Large product development projects face the daunting challenge of efficiently meeting continuously increasing and evolving system design requirements, such as legislative/regulatory requirements, customer requirements, knowledgebase requirements and so on. Generally, meeting these requirements can be expensive and can significantly increase development time. Typically, these requirements are verified periodically to comply with the initial intent of a product development process and to improve safety and quality of designs.
Further, documented requirements may not always be expressive enough to convey exact intent of a system designer and this may make the requirements verification very expensive and time consuming. For example, a requirement may state “required length of a conduit shall be minimum”. However, the term “minimum” may not be defined enough to perform the requirement verification. Generally, such verification of requirements involves understanding the requirements, manually identifying the associated components, extracting required data from various data sources and manually analyzing the compliance criteria using the extracted data.
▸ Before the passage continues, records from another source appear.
use std::fs;
use std::path::Path;

use crate::errors::Result;
use crate::models::{DiffManifest, FileChecksumMap};
use crate::services::fingerprint;
use crate::utils::file::write_atomic;

/// Computes the add/remove delta that turns `old` into `new`.
///
/// Only the new snapshot is walked: a path absent from `old` lands in
/// `added`; a path whose checksum changed lands in `added` with the old
/// checksum recorded in `removed`. Paths present only in `old` (files deleted
/// between versions) are left uncaptured — already-published patch manifests
/// carry this behavior, so the applier treats absence of an entry as
/// leave-in-place.
pub fn diff(old: &FileChecksumMap, new: &FileChecksumMap) -> DiffManifest {
    let mut manifest = DiffManifest::default();
    for (path, checksum) in new {
        match old.get(path) {
            None => {
                manifest.added.insert(path.clone(), checksum.clone());
            }
            Some(previous) if previous != checksum => {
                manifest.added.insert(path.clone(), checksum.clone());
                manifest.removed.insert(path.clone(), previous.clone());
            }
            Some(_) => {}
        }
    }
    manifest
}

/// Offline generator convenience: fingerprint two package trees and diff
/// them.
pub fn diff_trees(old_root: &Path, new_root: &Path) -> Result<DiffManifest> {
    let old = fingerprint::fingerprint_tree(old_root)?;
    let new = fingerprint::fingerprint_tree(new_root)?;
    Ok(diff(&old, &new))
}

/// Writes the `{added, removed}` JSON artifact, UTF-8.
pub fn write_manifest(path: &Path, manifest: &DiffManifest) -> Result<()> {
    let payload = serde_json::to_vec_pretty(manifest)?;
    write_atomic(path, &payload)?;
    Ok(())
}

pub fn load_manifest(path: &Path) -> Result<DiffManifest> {
    let raw = fs::read_to_string(path)?;
    Ok(serde_json::from_str(&raw)?)
}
Manually tracing the components and requirements associated with the components can be very difficult and time consuming, as there can be a large number of components which go through continuous design changes during the product development phase. Also, such verification of requirements for compliance can be typically an unavoidable obligation, mandated by government agencies and safety requirements. Moreover, the current manual verification process may often result in human error. Thus, current solutions fail to address easy access to all requirements information and easier verification for compliance to these requirements.